Jean-Marie Riachi (Arabic: جان ماري رياشي, born May 24, 1970, at Ras Baalbek) is a Lebanese musician, arranger, composer and producer.

== Biography ==
Born on May 24, 1970, in Ras Baalbek, he graduated in musicology from the Holy Spirit University of Kaslik (USEK) university, and later began his music career performing in local bars and clubs.

In 1988 he participated in Studio el Fan, a Lebanese talent show, where he performed the keyboards.

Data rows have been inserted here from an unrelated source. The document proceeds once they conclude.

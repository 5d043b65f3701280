use serde::{Deserialize, Serialize};
use std::env;
use tracing::{debug, error, info};

use crate::config::ConfigError;

/// Where the client facade finds the webhook endpoints
#[derive(Debug, Clone, Serialize, Deserialize)]
pub struct QuotationApiConfig {
    /// Base URL the named endpoints hang off, e.g. `https://host/webhook`
    pub base_url: String,
}

impl QuotationApiConfig {
    /// Expected environment variables:
    /// - QUOTATION_API_BASE_URL: base of `read-quotes`, `write-quote`, ... (required)
    pub fn from_env() -> Result<Self, ConfigError> {
        info!("Loading quotation API configuration from environment variables");
        let base_url = env::var("QUOTATION_API_BASE_URL").map_err(|_| {
            error!("QUOTATION_API_BASE_URL environment variable not found");
            ConfigError::EnvVarNotFound("QUOTATION_API_BASE_URL".to_string())
        })?;
        debug!("Quotation API base: {}", base_url);
        let config = QuotationApiConfig { base_url };
        config.validate()?;
        Ok(config)
    }

    pub fn from_test_env() -> Self {
        QuotationApiConfig { base_url: "http://127.0.0.1:8080/webhook".to_string() }
    }

    pub fn validate(&self) -> Result<(), ConfigError> {
        if !(self.base_url.starts_with("http://") || self.base_url.starts_with("https://")) {
            return Err(ConfigError::ValidationError(
                "Quotation API base URL must be an http(s) URL".to_string(),
            ));
        }
        Ok(())
    }

    /// Full URL of a named endpoint.
    pub fn endpoint(&self, name: &str) -> String {
        format!("{}/{}", self.base_url.trim_end_matches('/'), name)
    }
}

#[cfg(test)]
mod tests {
    use super::*;

    #[test]
    fn test_endpoint_joins_without_double_slash() {
        let config = QuotationApiConfig { base_url: "https://n8n.example.com/webhook/".to_string() };
        assert_eq!(config.endpoint("read-quotes"), "https://n8n.example.com/webhook/read-quotes");
    }

    #[test]
    fn test_validate_scheme() {
        assert!(QuotationApiConfig { base_url: "ftp://x".to_string() }.validate().is_err());
        assert!(QuotationApiConfig::from_test_env().validate().is_ok());
    }
}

In 1999, Riachi launched his musical production and composing career when he produced his first single performed by Elissa, Baddi Doub.

In 2001 he established his own Jean Marie Audio Productions studio in Rabieh, Lebanon.

In 2006, he arranged the song “Light the Way” which was sung by Majida El Roumi and José Carreras in Doha at the 2006 Asian Games opening ceremony.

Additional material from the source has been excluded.